El 25 de junio, en Guadalupe, Chihuahua, el jefe de la policía Máximo Carrillo Limones fue secuestrado y asesinado. El jefe policiaco presenciaba un partido de beisbol cuando hombres provistos de armas largas, algunos encapuchados, otros de plano con el rostro descubierto, aparecieron en el campo y obligaron a la gente a tirarse al piso.

Carrillo Limones fue subido a la fuerza a una camioneta Silverado. Era el primer jefe policiaco que en los últimos cinco años se había atrevido a ocupar ese cargo. Su cuerpo apareció horas después en el kilómetro 87 de la carretera Juárez-Porvenir, amordazado, atado de los tobillos y con la cabeza cubierta con una bolsa de plástico.

Los agentes de seguridad que estaban a su cargo no volvieron a presentarse a trabajar. El único que lo hizo fue Joaquín Hernández Aldaba, a quien Carrillo Limones había reclutado personalmente poco antes de ser asesinado.

“¿Héroe o loco?”, llamó el periódico Vanguardia a Hernández Aldaba. Durante 19 días, fue el único policía que hubo en Guadalupe, Chihuahua: recorría el municipio solitario a bordo de su patrulla de la municipal, aunque andaba desarmado para evitar confrontaciones con los grupos del crimen organizado que de 2008 a la fecha han convertido el Valle de Juárez en lo que la prensa local llamó “El Valle de la Muerte”.

En 2008, Joaquín El Chapo Guzmán quiso disputar al Cártel de Juárez un corredor que atraviesa el desierto chihuahuense junto al Bravo —y desde el que es posible pasar fácilmente a Texas, en pie o en coche. Esa guerra de El Chapo terminó sumergiendo a la región entera, los pueblos de Guadalupe, Praxedis y Esperanza, en un baño de sangre que las cifras apenas alcanzan a expresar: mil 600 homicidios por cada cien mil habitantes sólo en 2009.

“Aquí ya no queda nada, sino pueblos fantasmas y soldados”, le declaró hace tres años un habitante de Guadalupe a la investigadora Melissa del Bosque.

Dos años después del inicio de esa guerra —casas quemadas, paredes balaceadas, cruces de muertos por todas partes—, el alcalde Jesús Manuel Lara huyó del municipio y se refugió en Ciudad Juárez. No tardó en ser localizado: un grupo de sicarios lo asesinó en 2010 frente a su mujer y su hijo.

La guerra entre los grupos criminales de Juárez y Sinaloa —la zona la controla actualmente el brazo armado del Cártel de Juárez, conocido como La Línea— hizo que de los 18 mil 500 habitantes que había en Guadalupe en 2008 sólo queden ahora poco más de dos mil.
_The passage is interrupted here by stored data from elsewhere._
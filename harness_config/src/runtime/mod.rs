//! Runtime log, download, and config directories.
//!
//! Automation harnesses redirect logs by exporting a results directory. The
//! configured `logs_path` is recorded as `config_path` before any
//! redirection, so `config_path` always names the configured location even
//! when logs end up under the harness results directory.

use std::path::{Path, PathBuf};

use tracing::debug;

use crate::attributes::AttributeSet;
use crate::env::Environment;
use crate::value::Scalar;
use crate::{ConfigError, ConfigResult, ConfigResultExt};

/// Attribute holding the effective log directory.
pub const LOGS_PATH: &str = "logs_path";
/// Attribute holding the download directory.
pub const DOWNLOAD_PATH: &str = "download_path";
/// Attribute holding the configured (pre-redirection) log directory.
pub const CONFIG_PATH: &str = "config_path";

/// Directories that must exist once the configuration is built.
pub const REQUIRED_DIRECTORIES: [&str; 3] = [LOGS_PATH, DOWNLOAD_PATH, CONFIG_PATH];

/// Results-directory variables, highest priority first.
pub const RESULTS_DIR_VARS: [&str; 3] = ["ATF_RESULTSDIRECTORY", "TESTRESULTPATH", "BARLI_DEST_PATH"];

/// Directory appended to a harness results directory.
pub const LOGS_SUBDIRECTORY: &str = "Automation_Logs";

/// Returns the redirected log directory, if a harness requested one.
///
/// The first *defined* variable decides: an empty value stops the search
/// without redirecting.
#[must_use]
pub fn results_directory(env: &dyn Environment) -> Option<PathBuf> {
    let (name, value) = RESULTS_DIR_VARS
        .iter()
        .find_map(|name| env.var(name).map(|value| (*name, value)))?;
    if value.is_empty() {
        debug!(variable = name, "results directory variable is empty; keeping logs_path");
        return None;
    }
    Some(Path::new(&value).join(LOGS_SUBDIRECTORY))
}

/// Derives `config_path` and the effective `logs_path`.
///
/// # Examples
///
/// ```
/// use std::collections::BTreeMap;
/// use harness_config::{AttributeSet, Scalar};
/// use harness_config::runtime::derive_runtime_paths;
///
/// # fn main() -> harness_config::ConfigResult<()> {
/// let mut attributes = AttributeSet::new();
/// attributes.insert("logs_path", Scalar::from("/var/log/harness"));
/// let env = BTreeMap::from([("TESTRESULTPATH".to_owned(), "/tmp/results".to_owned())]);
///
/// let derived = derive_runtime_paths(attributes, &env)?;
/// assert_eq!(derived.text("config_path")?, "/var/log/harness");
/// # Ok(())
/// # }
/// ```
///
/// # Errors
///
/// Returns [`ConfigError::MissingAttribute`] when `logs_path` is unset or
/// empty and [`ConfigError::AttributeType`] when it is not text.
pub fn derive_runtime_paths(
    mut attributes: AttributeSet,
    env: &dyn Environment,
) -> ConfigResult<AttributeSet> {
    let configured = attributes.non_empty_text(LOGS_PATH)?.to_owned();

    if let Some(redirected) = results_directory(env) {
        let logs = redirected.to_string_lossy().into_owned();
        debug!(configured = %configured, redirected = %logs, "redirecting logs_path");
        attributes.insert(LOGS_PATH, Scalar::Text(logs));
    }
    attributes.insert(CONFIG_PATH, Scalar::Text(configured));
    Ok(attributes)
}

/// Creates every required directory that does not exist yet.
///
/// # Errors
///
/// Returns [`ConfigError::MissingAttribute`] or
/// [`ConfigError::AttributeType`] for an unusable attribute and
/// [`ConfigError::DirectoryCreation`] when creation fails.
pub fn ensure_required_directories(attributes: &AttributeSet) -> ConfigResult<()> {
    for name in REQUIRED_DIRECTORIES {
        let path = Path::new(attributes.non_empty_text(name)?);
        if path.exists() {
            continue;
        }
        std::fs::create_dir_all(path)
            .map_err(|source| ConfigError::DirectoryCreation {
                path: path.to_path_buf(),
                source,
            })
            .into_config()?;
        debug!(attribute = name, path = %path.display(), "created directory");
    }
    Ok(())
}

/// Confirms every required directory exists.
///
/// # Errors
///
/// Returns [`ConfigError::MissingDirectory`] when a path is not a directory,
/// or the attribute errors of [`ensure_required_directories`].
pub fn verify_required_directories(attributes: &AttributeSet) -> ConfigResult<()> {
    for name in REQUIRED_DIRECTORIES {
        let path = Path::new(attributes.non_empty_text(name)?);
        if !path.is_dir() {
            return Err(ConfigError::MissingDirectory {
                name: name.to_owned(),
                path: path.to_path_buf(),
            })
            .into_config();
        }
    }
    Ok(())
}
Por eso Joaquín Hernández Aldaba patrulló esos 19 días entre parajes solitarios y desolados.

El 8 de julio pasado atendió una llamada que alertaba sobre un percance vial ocurrido en el kilómetro 45 de la carretera Juárez-Porvenir. Subió a la patrulla con su hijo de 14 años y con un amigo al que tenía esperanza de reclutar como agente de la corporación. Los emboscaron de frente y los cosieron a tiros. Sólo sobrevivió el amigo de Hernández.

Una crónica informa que con el terror reflejado en el rostro, el alcalde de Guadalupe, Gabriel Urteaga, anunció la desaparición del cuerpo de policía. “Ya no habrá seguridad pública en el municipio”, dijo. Y agregó: “Creo que pretenden que no haya policía. Ese es el mensaje que puedo percibir”.
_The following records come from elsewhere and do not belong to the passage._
//! Unit tests for key-by-key merging and kind checks.

use super::*;
use crate::tokens::UserContext;
use rstest::{fixture, rstest};

#[fixture]
fn default_document() -> ConfigDocument {
    ConfigDocument::new()
        .with_entry("Timeout", ConfigEntry::new(Scalar::Integer(30)))
        .with_entry("home_dir", ConfigEntry::new(Scalar::from("~/data")))
        .with_entry("ratio", ConfigEntry::new(Scalar::Float(0.5)))
        .with_entry(
            "Proxy",
            ConfigEntry::new(Scalar::Boolean(false))
                .with_setting("Host", "localhost")
                .with_setting("port", 8080_i64),
        )
}

#[fixture]
fn resolver() -> TokenResolver {
    TokenResolver::new(UserContext::new("/home/ci", "ci"))
}

fn merge(
    default: &ConfigDocument,
    custom: &ConfigDocument,
    resolver: &TokenResolver,
) -> ConfigResult<AttributeSet> {
    let schema = DocumentSchema::from_default(default)?;
    merge_documents(&schema, default, custom, resolver)
}

#[rstest]
fn defaults_bind_every_declared_attribute(
    default_document: ConfigDocument,
    resolver: TokenResolver,
) {
    let merged = merge(&default_document, &ConfigDocument::new(), &resolver).expect("merge");

    assert_eq!(merged.len(), 6);
    assert_eq!(merged.get("timeout"), Some(&Scalar::Integer(30)));
    assert_eq!(merged.get("home_dir"), Some(&Scalar::from("/home/ci/data")));
    assert_eq!(merged.get("proxy"), Some(&Scalar::Boolean(false)));
    assert_eq!(merged.get("proxy_host"), Some(&Scalar::from("localhost")));
    assert_eq!(merged.get("proxy_port"), Some(&Scalar::Integer(8080)));
}

#[rstest]
fn merging_a_document_with_itself_matches_defaults(
    default_document: ConfigDocument,
    resolver: TokenResolver,
) {
    let only_defaults = merge(&default_document, &ConfigDocument::new(), &resolver).expect("merge");
    let self_merged = merge(&default_document, &default_document, &resolver).expect("merge");
    assert_eq!(only_defaults, self_merged);
}

#[rstest]
fn matching_overrides_win(default_document: ConfigDocument, resolver: TokenResolver) {
    let custom = ConfigDocument::new()
        .with_entry("Timeout", ConfigEntry::new(Scalar::Integer(90)))
        .with_entry("home_dir", ConfigEntry::new(Scalar::from("/srv/%USERPROFILE%")));

    let merged = merge(&default_document, &custom, &resolver).expect("merge");
    assert_eq!(merged.get("timeout"), Some(&Scalar::Integer(90)));
    assert_eq!(merged.get("home_dir"), Some(&Scalar::from("/srv/ci")));
    assert_eq!(merged.get("ratio"), Some(&Scalar::Float(0.5)));
}

#[rstest]
fn settings_merge_per_sub_key(default_document: ConfigDocument, resolver: TokenResolver) {
    let custom = ConfigDocument::new().with_entry(
        "Proxy",
        ConfigEntry::new(Scalar::Boolean(true)).with_setting("port", 3128_i64),
    );

    let merged = merge(&default_document, &custom, &resolver).expect("merge");
    assert_eq!(merged.get("proxy"), Some(&Scalar::Boolean(true)));
    assert_eq!(merged.get("proxy_port"), Some(&Scalar::Integer(3128)));
    assert_eq!(merged.get("proxy_host"), Some(&Scalar::from("localhost")));
}

#[rstest]
fn overriding_the_value_keeps_default_settings(
    default_document: ConfigDocument,
    resolver: TokenResolver,
) {
    let custom =
        ConfigDocument::new().with_entry("Proxy", ConfigEntry::new(Scalar::Boolean(true)));

    let merged = merge(&default_document, &custom, &resolver).expect("merge");
    assert_eq!(merged.get("proxy_host"), Some(&Scalar::from("localhost")));
    assert_eq!(merged.get("proxy_port"), Some(&Scalar::Integer(8080)));
}

#[rstest]
#[case::text_for_integer("Timeout", Scalar::from("30"), ValueKind::Integer, ValueKind::Text)]
#[case::integer_for_float("ratio", Scalar::Integer(1), ValueKind::Float, ValueKind::Integer)]
#[case::boolean_for_integer("Timeout", Scalar::Boolean(true), ValueKind::Integer, ValueKind::Boolean)]
#[case::integer_for_text("home_dir", Scalar::Integer(1), ValueKind::Text, ValueKind::Integer)]
fn mismatched_values_are_rejected(
    default_document: ConfigDocument,
    resolver: TokenResolver,
    #[case] key: &str,
    #[case] value: Scalar,
    #[case] expected_kind: ValueKind,
    #[case] actual_kind: ValueKind,
) {
    let custom = ConfigDocument::new().with_entry(key, ConfigEntry::new(value));

    let err = merge(&default_document, &custom, &resolver).expect_err("mismatch");
    match err.as_ref() {
        ConfigError::TypeMismatch {
            key: found,
            setting,
            expected,
            actual,
            ..
        } => {
            assert_eq!(found, key);
            assert_eq!(setting, &None);
            assert_eq!(*expected, expected_kind);
            assert_eq!(*actual, actual_kind);
        }
        other => panic!("expected TypeMismatch, got {other:?}"),
    }
}

#[rstest]
fn mismatched_settings_name_the_sub_key(
    default_document: ConfigDocument,
    resolver: TokenResolver,
) {
    let custom = ConfigDocument::new().with_entry(
        "Proxy",
        ConfigEntry::new(Scalar::Boolean(true)).with_setting("port", "3128"),
    );

    let err = merge(&default_document, &custom, &resolver).expect_err("mismatch");
    match err.as_ref() {
        ConfigError::TypeMismatch {
            key, setting, value, ..
        } => {
            assert_eq!(key, "Proxy");
            assert_eq!(setting.as_deref(), Some("port"));
            assert_eq!(value, "\"3128\"");
        }
        other => panic!("expected TypeMismatch, got {other:?}"),
    }
    assert!(err.to_string().contains("Proxy.settings.port"));
}

#[rstest]
fn token_failures_abort_the_merge(default_document: ConfigDocument) {
    let resolver = TokenResolver::new(UserContext::unknown());
    let err = merge(&default_document, &ConfigDocument::new(), &resolver).expect_err("lookup");
    assert!(matches!(err.as_ref(), ConfigError::UserLookup { .. }));
}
Apenas el lunes pasado, los militares que a falta de policía han asumido las labores de vigilancia, se enfrentaron a tiros con narcotraficantes del Cártel de Juárez.
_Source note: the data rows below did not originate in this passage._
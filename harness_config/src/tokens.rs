//! Substitution of user-specific tokens in textual values.
//!
//! Two tokens are recognised, checked in this order, and at most one of them
//! is applied to a value:
//!
//! - `~` expands to the invoking user's home directory when it leads the
//!   value (`~`, `~/logs`, `~\logs`). A tilde anywhere else leaves the value
//!   untouched but still ends the scan. `~user` forms are not expanded: the
//!   resolver only knows the invoking user's home, so `~other/data` is kept
//!   as written.
//! - `%USERPROFILE%` is replaced by the user's account *name*, not a profile
//!   directory. Existing documents depend on this.

use std::path::{Path, PathBuf};
use std::sync::Arc;

use dirs::home_dir;

use crate::env::{Environment, first_non_empty};
use crate::value::Scalar;
use crate::{ConfigError, ConfigResult};

/// Home-directory shorthand.
pub const HOME_TOKEN: &str = "~";

/// Placeholder replaced by the user's account name.
pub const USER_PROFILE_TOKEN: &str = "%USERPROFILE%";

const HOME_VARS: [&str; 2] = ["HOME", "USERPROFILE"];
const USER_VARS: [&str; 4] = ["LOGNAME", "USER", "LNAME", "USERNAME"];

/// Identity of the invoking user, used to resolve tokens.
#[derive(Debug, Clone, Default, PartialEq, Eq)]
pub struct UserContext {
    home: Option<PathBuf>,
    user: Option<String>,
}

impl UserContext {
    /// Creates a context from a known home directory and account name.
    #[must_use]
    pub fn new(home: impl Into<PathBuf>, user: impl Into<String>) -> Self {
        Self {
            home: Some(home.into()),
            user: Some(user.into()),
        }
    }

    /// Creates a context in which neither token can be resolved.
    #[must_use]
    pub const fn unknown() -> Self {
        Self {
            home: None,
            user: None,
        }
    }

    /// Resolves the user's home directory and account name.
    ///
    /// The home directory comes from `HOME`, then `USERPROFILE`, then the
    /// platform lookup in [`dirs::home_dir`]. The account name comes from
    /// `LOGNAME`, `USER`, `LNAME`, `USERNAME`, and finally the last
    /// component of the home directory.
    #[must_use]
    pub fn from_environment(env: &dyn Environment) -> Self {
        let home = first_non_empty(env, &HOME_VARS)
            .map(PathBuf::from)
            .or_else(home_dir);
        let user = first_non_empty(env, &USER_VARS).or_else(|| {
            home.as_deref()
                .and_then(Path::file_name)
                .map(|name| name.to_string_lossy().into_owned())
        });
        Self { home, user }
    }

    /// Home directory, when known.
    #[must_use]
    pub fn home(&self) -> Option<&Path> {
        self.home.as_deref()
    }

    /// Account name, when known.
    #[must_use]
    pub fn user(&self) -> Option<&str> {
        self.user.as_deref()
    }
}

/// Applies token substitution to configuration values.
#[derive(Debug, Clone, Default)]
pub struct TokenResolver {
    context: UserContext,
}

impl TokenResolver {
    /// Creates a resolver for `context`.
    #[must_use]
    pub const fn new(context: UserContext) -> Self {
        Self { context }
    }

    /// User context backing this resolver.
    #[must_use]
    pub const fn context(&self) -> &UserContext {
        &self.context
    }

    /// Resolves tokens in a scalar. Non-text values pass through unchanged.
    ///
    /// # Examples
    ///
    /// ```
    /// use harness_config::tokens::{TokenResolver, UserContext};
    /// use harness_config::Scalar;
    ///
    /// # fn main() -> harness_config::ConfigResult<()> {
    /// let resolver = TokenResolver::new(UserContext::new("/home/ci", "ci"));
    /// assert_eq!(resolver.resolve(&Scalar::from("~/data"))?, Scalar::from("/home/ci/data"));
    /// assert_eq!(resolver.resolve(&Scalar::from(3_i64))?, Scalar::from(3_i64));
    /// # Ok(())
    /// # }
    /// ```
    ///
    /// # Errors
    ///
    /// Returns [`ConfigError::UserLookup`] when the value carries a token
    /// whose replacement is unknown.
    pub fn resolve(&self, value: &Scalar) -> ConfigResult<Scalar> {
        match value {
            Scalar::Text(text) => self.resolve_text(text).map(Scalar::Text),
            other => Ok(other.clone()),
        }
    }

    /// Resolves tokens in a text value.
    ///
    /// # Errors
    ///
    /// Returns [`ConfigError::UserLookup`] when the value carries a token
    /// whose replacement is unknown.
    pub fn resolve_text(&self, text: &str) -> ConfigResult<String> {
        if text.contains(HOME_TOKEN) {
            return self.expand_home(text);
        }
        if text.contains(USER_PROFILE_TOKEN) {
            let user = self.context.user().ok_or_else(|| {
                Arc::new(ConfigError::UserLookup {
                    token: USER_PROFILE_TOKEN,
                    missing: "account name",
                })
            })?;
            return Ok(text.replace(USER_PROFILE_TOKEN, user));
        }
        Ok(text.to_owned())
    }

    fn expand_home(&self, text: &str) -> ConfigResult<String> {
        let Some(rest) = text.strip_prefix(HOME_TOKEN) else {
            return Ok(text.to_owned());
        };
        if !(rest.is_empty() || rest.starts_with(['/', '\\'])) {
            return Ok(text.to_owned());
        }
        let home = self.context.home().ok_or_else(|| {
            Arc::new(ConfigError::UserLookup {
                token: HOME_TOKEN,
                missing: "home directory",
            })
        })?;
        let home_text = home.to_string_lossy();
        let trimmed = home_text.trim_end_matches(['/', '\\']);
        let expanded = format!("{trimmed}{rest}");
        if expanded.is_empty() {
            Ok("/".to_owned())
        } else {
            Ok(expanded)
        }
    }
}

#[cfg(test)]
mod tests {
    use super::*;
    use rstest::{fixture, rstest};
    use std::collections::BTreeMap;

    #[fixture]
    fn resolver() -> TokenResolver {
        TokenResolver::new(UserContext::new("/home/ci", "ci"))
    }

    #[rstest]
    #[case("~", "/home/ci")]
    #[case("~/data", "/home/ci/data")]
    #[case("~\\data", "/home/ci\\data")]
    #[case("~other/data", "~other/data")]
    #[case("/var/~tmp", "/var/~tmp")]
    #[case("~/%USERPROFILE%", "/home/ci/%USERPROFILE%")]
    #[case("C:\\Users\\%USERPROFILE%\\logs", "C:\\Users\\ci\\logs")]
    #[case("%USERPROFILE%-%USERPROFILE%", "ci-ci")]
    #[case("/opt/logs", "/opt/logs")]
    #[case("", "")]
    fn resolves_text(resolver: TokenResolver, #[case] raw: &str, #[case] expected: &str) {
        assert_eq!(resolver.resolve_text(raw).expect("resolve"), expected);
    }

    #[rstest]
    #[case(Scalar::Integer(7))]
    #[case(Scalar::Float(0.5))]
    #[case(Scalar::Boolean(true))]
    fn non_text_passes_through(resolver: TokenResolver, #[case] value: Scalar) {
        assert_eq!(resolver.resolve(&value).expect("resolve"), value);
    }

    #[rstest]
    #[case("/opt/logs")]
    #[case("plain")]
    #[case("~/data")]
    #[case("%USERPROFILE%/x")]
    fn resolution_is_idempotent(resolver: TokenResolver, #[case] raw: &str) {
        let once = resolver.resolve(&Scalar::from(raw)).expect("first pass");
        let twice = resolver.resolve(&once).expect("second pass");
        assert_eq!(once, twice);
    }

    #[test]
    fn trailing_separator_in_home_is_trimmed() {
        let resolver = TokenResolver::new(UserContext::new("/home/ci/", "ci"));
        assert_eq!(resolver.resolve_text("~/data").expect("resolve"), "/home/ci/data");
    }

    #[test]
    fn root_home_expands_to_root() {
        let resolver = TokenResolver::new(UserContext::new("/", "root"));
        assert_eq!(resolver.resolve_text("~").expect("resolve"), "/");
    }

    #[rstest]
    #[case("~/data", HOME_TOKEN)]
    #[case("%USERPROFILE%", USER_PROFILE_TOKEN)]
    fn unknown_user_context_is_an_error(#[case] raw: &str, #[case] token: &str) {
        let resolver = TokenResolver::new(UserContext::unknown());
        let err = resolver.resolve_text(raw).expect_err("lookup failure");
        assert!(matches!(
            err.as_ref(),
            ConfigError::UserLookup { token: found, .. } if *found == token
        ));
    }

    #[test]
    fn unknown_context_still_passes_plain_text() {
        let resolver = TokenResolver::new(UserContext::unknown());
        assert_eq!(resolver.resolve_text("/opt").expect("resolve"), "/opt");
    }

    #[test]
    fn context_prefers_environment_variables() {
        let env: BTreeMap<String, String> = [
            ("HOME", "/home/runner"),
            ("USERPROFILE", "C:\\Users\\runner"),
            ("LOGNAME", ""),
            ("USER", "runner"),
            ("USERNAME", "other"),
        ]
        .into_iter()
        .map(|(k, v)| (k.to_owned(), v.to_owned()))
        .collect();

        let context = UserContext::from_environment(&env);
        assert_eq!(context.home(), Some(Path::new("/home/runner")));
        assert_eq!(context.user(), Some("runner"));
    }

    #[test]
    fn account_name_falls_back_to_home_directory_name() {
        let env: BTreeMap<String, String> = [("HOME", "/home/builder")]
            .into_iter()
            .map(|(k, v)| (k.to_owned(), v.to_owned()))
            .collect();

        let context = UserContext::from_environment(&env);
        assert_eq!(context.user(), Some("builder"));
    }
}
Mientras tanto, las oficinas de seguridad pública de Guadalupe están cerradas con candado.

No es una historia de tiempos de la Revolución. Ni siquiera es una historia de la época en que Felipe Calderón inició su guerra contra el narcotráfico.

Es una historia de ahora, en el mismo pueblo en donde en 2008 las cabezas de algunos funcionarios municipales fueron cortadas y colocadas en la glorieta principal, a manera de advertencia.